Exercise aim: Among the records, which lines include "self"? List them.

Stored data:
"""

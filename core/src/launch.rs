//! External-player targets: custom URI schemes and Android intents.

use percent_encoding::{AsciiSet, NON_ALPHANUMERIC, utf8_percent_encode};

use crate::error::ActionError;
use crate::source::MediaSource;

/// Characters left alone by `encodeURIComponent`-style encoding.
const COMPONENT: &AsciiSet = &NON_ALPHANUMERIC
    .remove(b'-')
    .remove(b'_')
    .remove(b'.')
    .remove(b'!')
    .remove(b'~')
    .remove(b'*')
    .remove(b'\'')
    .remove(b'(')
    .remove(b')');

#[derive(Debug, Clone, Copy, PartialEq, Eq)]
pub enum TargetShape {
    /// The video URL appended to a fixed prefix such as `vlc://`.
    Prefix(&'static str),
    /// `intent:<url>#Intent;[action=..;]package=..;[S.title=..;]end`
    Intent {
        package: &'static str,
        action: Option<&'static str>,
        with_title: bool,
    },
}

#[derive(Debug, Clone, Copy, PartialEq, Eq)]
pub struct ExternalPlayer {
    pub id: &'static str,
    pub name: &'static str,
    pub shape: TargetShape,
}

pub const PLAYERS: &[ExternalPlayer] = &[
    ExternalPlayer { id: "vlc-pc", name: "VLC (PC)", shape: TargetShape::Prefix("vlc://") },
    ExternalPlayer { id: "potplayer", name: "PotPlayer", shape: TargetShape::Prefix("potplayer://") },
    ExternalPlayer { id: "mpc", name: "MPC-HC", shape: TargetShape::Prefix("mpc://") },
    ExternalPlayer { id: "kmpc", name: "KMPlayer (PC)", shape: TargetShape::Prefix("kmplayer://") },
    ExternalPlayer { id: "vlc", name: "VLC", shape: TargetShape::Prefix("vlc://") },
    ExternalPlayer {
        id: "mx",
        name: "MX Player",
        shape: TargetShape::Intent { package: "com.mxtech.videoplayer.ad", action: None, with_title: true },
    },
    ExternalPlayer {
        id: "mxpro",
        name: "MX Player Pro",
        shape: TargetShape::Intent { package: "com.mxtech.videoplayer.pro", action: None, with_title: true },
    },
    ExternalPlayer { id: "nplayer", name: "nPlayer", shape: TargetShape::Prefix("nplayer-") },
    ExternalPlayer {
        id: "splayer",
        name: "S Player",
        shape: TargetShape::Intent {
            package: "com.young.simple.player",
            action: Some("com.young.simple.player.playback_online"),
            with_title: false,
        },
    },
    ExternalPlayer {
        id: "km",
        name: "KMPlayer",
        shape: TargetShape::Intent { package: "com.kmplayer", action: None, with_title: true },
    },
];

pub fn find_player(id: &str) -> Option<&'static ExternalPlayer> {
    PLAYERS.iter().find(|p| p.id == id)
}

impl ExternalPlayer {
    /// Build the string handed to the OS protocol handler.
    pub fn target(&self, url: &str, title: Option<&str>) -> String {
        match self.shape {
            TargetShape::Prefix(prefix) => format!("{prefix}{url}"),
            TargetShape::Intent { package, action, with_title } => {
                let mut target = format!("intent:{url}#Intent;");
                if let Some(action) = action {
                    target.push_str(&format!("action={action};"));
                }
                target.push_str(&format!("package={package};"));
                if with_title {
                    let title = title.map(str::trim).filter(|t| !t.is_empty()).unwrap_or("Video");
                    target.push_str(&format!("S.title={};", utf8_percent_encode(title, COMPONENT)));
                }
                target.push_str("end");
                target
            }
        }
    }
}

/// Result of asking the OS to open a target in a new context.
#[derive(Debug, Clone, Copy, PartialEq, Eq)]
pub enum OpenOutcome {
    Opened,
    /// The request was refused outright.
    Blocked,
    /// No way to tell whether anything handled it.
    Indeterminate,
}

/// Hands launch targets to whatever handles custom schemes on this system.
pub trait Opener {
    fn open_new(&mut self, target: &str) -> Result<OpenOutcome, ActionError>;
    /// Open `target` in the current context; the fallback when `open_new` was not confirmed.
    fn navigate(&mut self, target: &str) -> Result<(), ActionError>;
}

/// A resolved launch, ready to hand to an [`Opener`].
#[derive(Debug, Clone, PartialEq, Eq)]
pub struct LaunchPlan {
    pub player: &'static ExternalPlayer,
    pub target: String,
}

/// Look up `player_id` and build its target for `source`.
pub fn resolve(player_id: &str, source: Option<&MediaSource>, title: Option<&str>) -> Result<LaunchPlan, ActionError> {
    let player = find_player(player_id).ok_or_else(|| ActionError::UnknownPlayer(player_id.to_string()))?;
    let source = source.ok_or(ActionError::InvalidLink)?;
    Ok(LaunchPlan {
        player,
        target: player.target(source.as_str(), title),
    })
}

"""

Expected answer:
    pub fn target(&self, url: &str, title: Option<&str>) -> String {
        match self.shape {
    fn open_new(&mut self, target: &str) -> Result<OpenOutcome, ActionError>;
    fn navigate(&mut self, target: &str) -> Result<(), ActionError>;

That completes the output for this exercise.